(Stored items from a collection)
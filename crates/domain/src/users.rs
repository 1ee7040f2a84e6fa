//! User bounded context: account identity and lifecycle.

use async_trait::async_trait;
use chrono::{DateTime, Utc};
use serde::{Deserialize, Serialize};

use crate::events::DomainEvent;
use crate::outbox::OutboxRecordInsert;
use crate::shared_kernel::{
    require_max_len, require_non_empty, AggregateRoot, DomainError, Result, UserId, UserRole,
};

const MAX_EMAIL_LEN: usize = 320;
const MAX_NAME_LEN: usize = 120;

/// A platform user. Mutated only through its own methods, which buffer one
/// domain event per business-meaningful change.
#[derive(Debug, Clone, Serialize, Deserialize)]
pub struct User {
    pub id: UserId,
    email: String,
    full_name: String,
    role: UserRole,
    active: bool,
    created_at: DateTime<Utc>,
    updated_at: DateTime<Utc>,
    #[serde(skip)]
    events: Vec<DomainEvent>,
}

impl User {
    /// Register a new user. Validates invariants and buffers
    /// `UserRegistered`.
    pub fn register(email: String, full_name: String, role: UserRole) -> Result<Self> {
        validate_email(&email)?;
        validate_name(&full_name)?;

        let now = Utc::now();
        let mut user = Self {
            id: UserId::new(),
            email,
            full_name,
            role,
            active: true,
            created_at: now,
            updated_at: now,
            events: Vec::new(),
        };
        user.record(DomainEvent::UserRegistered {
            user_id: user.id,
            email: user.email.clone(),
            full_name: user.full_name.clone(),
            role: user.role,
            occurred_at: now,
        });
        Ok(user)
    }

    /// Rebuild a user from stored fields. The event buffer starts empty.
    #[allow(clippy::too_many_arguments)]
    pub fn from_parts(
        id: UserId,
        email: String,
        full_name: String,
        role: UserRole,
        active: bool,
        created_at: DateTime<Utc>,
        updated_at: DateTime<Utc>,
    ) -> Self {
        Self {
            id,
            email,
            full_name,
            role,
            active,
            created_at,
            updated_at,
            events: Vec::new(),
        }
    }

    /// Update email and/or name. A call where every provided field equals
    /// the current value is a no-op: no event, `updated_at` untouched.
    pub fn update_profile(
        &mut self,
        email: Option<String>,
        full_name: Option<String>,
    ) -> Result<()> {
        let new_email = match email {
            Some(e) => {
                validate_email(&e)?;
                e
            }
            None => self.email.clone(),
        };
        let new_name = match full_name {
            Some(n) => {
                validate_name(&n)?;
                n
            }
            None => self.full_name.clone(),
        };

        if new_email == self.email && new_name == self.full_name {
            return Ok(());
        }

        self.email = new_email;
        self.full_name = new_name;
        self.updated_at = Utc::now();
        self.record(DomainEvent::UserProfileUpdated {
            user_id: self.id,
            email: self.email.clone(),
            full_name: self.full_name.clone(),
            occurred_at: self.updated_at,
        });
        Ok(())
    }

    /// Deactivate the account. Re-deactivating is a no-op.
    pub fn deactivate(&mut self) {
        if !self.active {
            return;
        }
        self.active = false;
        self.updated_at = Utc::now();
        self.record(DomainEvent::UserDeactivated {
            user_id: self.id,
            occurred_at: self.updated_at,
        });
    }

    /// Reactivate the account. Reactivating an active account is a no-op.
    pub fn reactivate(&mut self) {
        if self.active {
            return;
        }
        self.active = true;
        self.updated_at = Utc::now();
        self.record(DomainEvent::UserReactivated {
            user_id: self.id,
            occurred_at: self.updated_at,
        });
    }

    pub fn email(&self) -> &str {
        &self.email
    }

    pub fn full_name(&self) -> &str {
        &self.full_name
    }

    pub fn role(&self) -> UserRole {
        self.role
    }

    pub fn is_active(&self) -> bool {
        self.active
    }

    pub fn created_at(&self) -> DateTime<Utc> {
        self.created_at
    }

    pub fn updated_at(&self) -> DateTime<Utc> {
        self.updated_at
    }
}

impl AggregateRoot for User {
    fn record(&mut self, event: DomainEvent) {
        self.events.push(event);
    }

    fn uncommitted_events(&self) -> &[DomainEvent] {
        &self.events
    }

    fn clear_events(&mut self) {
        self.events.clear();
    }
}

fn validate_email(email: &str) -> Result<()> {
    require_non_empty("email", email)?;
    require_max_len("email", email, MAX_EMAIL_LEN)?;
    if !email.contains('@') {
        return Err(DomainError::validation("email", "must contain '@'"));
    }
    Ok(())
}

fn validate_name(name: &str) -> Result<()> {
    require_non_empty("full_name", name)?;
    require_max_len("full_name", name, MAX_NAME_LEN)
}

/// Persistence port for users.
///
/// The save/update methods persist the aggregate state and the given outbox
/// rows in a single atomic transaction; on error nothing is visible to
/// other readers and the caller's event buffer is left intact.
#[async_trait]
pub trait UserRepository: Send + Sync {
    async fn save_with_events(&self, user: &User, events: &[OutboxRecordInsert]) -> Result<()>;

    async fn update_with_events(&self, user: &User, events: &[OutboxRecordInsert]) -> Result<()>;

    async fn find_by_id(&self, id: &UserId) -> Result<Option<User>>;

    async fn find_by_email(&self, email: &str) -> Result<Option<User>>;
}

#[cfg(test)]
mod tests {
    use super::*;

    fn registered() -> User {
        let mut user = User::register(
            "ada@example.com".to_string(),
            "Ada Lovelace".to_string(),
            UserRole::Candidate,
        )
        .unwrap();
        user.clear_events();
        user
    }

    #[test]
    fn register_buffers_exactly_one_event() {
        let user = User::register(
            "ada@example.com".to_string(),
            "Ada Lovelace".to_string(),
            UserRole::Candidate,
        )
        .unwrap();

        assert_eq!(user.uncommitted_events().len(), 1);
        match &user.uncommitted_events()[0] {
            DomainEvent::UserRegistered { email, role, .. } => {
                assert_eq!(email, "ada@example.com");
                assert_eq!(*role, UserRole::Candidate);
            }
            other => panic!("Expected UserRegistered, got {other:?}"),
        }
    }

    #[test]
    fn register_rejects_bad_email_without_event() {
        let result = User::register(
            "not-an-email".to_string(),
            "Ada".to_string(),
            UserRole::Candidate,
        );
        assert!(matches!(
            result,
            Err(DomainError::ValidationFailed { ref field, .. }) if field == "email"
        ));
    }

    #[test]
    fn register_rejects_overlong_name() {
        let result = User::register(
            "ada@example.com".to_string(),
            "x".repeat(MAX_NAME_LEN + 1),
            UserRole::Candidate,
        );
        assert!(result.is_err());
    }

    #[test]
    fn update_with_identical_values_is_a_noop() {
        let mut user = registered();
        let before = user.updated_at();

        user.update_profile(
            Some("ada@example.com".to_string()),
            Some("Ada Lovelace".to_string()),
        )
        .unwrap();

        assert!(user.uncommitted_events().is_empty());
        assert_eq!(user.updated_at(), before);
    }

    #[test]
    fn update_with_changed_name_buffers_one_event() {
        let mut user = registered();

        user.update_profile(None, Some("Ada King".to_string())).unwrap();

        assert_eq!(user.uncommitted_events().len(), 1);
        assert_eq!(user.full_name(), "Ada King");
    }

    #[test]
    fn deactivate_twice_buffers_one_event() {
        let mut user = registered();
        user.deactivate();
        user.deactivate();

        assert_eq!(user.uncommitted_events().len(), 1);
        assert!(!user.is_active());
    }

    #[test]
    fn clear_events_is_idempotent() {
        let mut user = registered();
        user.deactivate();

        user.clear_events();
        assert!(user.uncommitted_events().is_empty());
        user.clear_events();
        assert!(user.uncommitted_events().is_empty());
    }

    #[test]
    fn reconstitution_starts_with_an_empty_buffer() {
        let now = Utc::now();
        let user = User::from_parts(
            UserId::new(),
            "grace@example.com".to_string(),
            "Grace Hopper".to_string(),
            UserRole::Recruiter,
            true,
            now,
            now,
        );
        assert!(user.uncommitted_events().is_empty());
    }
}
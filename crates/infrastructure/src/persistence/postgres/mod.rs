//! SQLx-based PostgreSQL repositories.

mod candidate_repository;
mod company_repository;
mod migrations;
mod outbox;
mod pool;
mod skill_repository;
mod user_repository;

pub use candidate_repository::{PostgresCandidateProfileRepository, PostgresCandidateSkillReads};
pub use company_repository::PostgresCompanyRepository;
pub use migrations::run_migrations;
pub use outbox::PostgresOutboxRepository;
pub use pool::{connect_pool, PoolConfig};
pub use skill_repository::PostgresSkillRepository;
pub use user_repository::PostgresUserRepository;
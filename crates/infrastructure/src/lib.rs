//! TalentGrid infrastructure: PostgreSQL repositories, the NATS JetStream
//! publisher and the outbox relay.

pub mod messaging;
pub mod persistence;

### Activity
Reproduce exactly, please, only the lines from the start of the data above to the line that contains "invariants and buffers", with both ends kept.

### Output of the exercise
filename crates/domain/src/users.rs
repository 1ee7040f2a84e6fa
//! User bounded context: account identity and lifecycle.

use async_trait::async_trait;
use chrono::{DateTime, Utc};
use serde::{Deserialize, Serialize};

use crate::events::DomainEvent;
use crate::outbox::OutboxRecordInsert;
use crate::shared_kernel::{
    require_max_len, require_non_empty, AggregateRoot, DomainError, Result, UserId, UserRole,
};

const MAX_EMAIL_LEN: usize = 320;
const MAX_NAME_LEN: usize = 120;

/// A platform user. Mutated only through its own methods, which buffer one
/// domain event per business-meaningful change.
#[derive(Debug, Clone, Serialize, Deserialize)]
pub struct User {
    pub id: UserId,
    email: String,
    full_name: String,
    role: UserRole,
    active: bool,
    created_at: DateTime<Utc>,
    updated_at: DateTime<Utc>,
    #[serde(skip)]
    events: Vec<DomainEvent>,
}

impl User {
    /// Register a new user. Validates invariants and buffers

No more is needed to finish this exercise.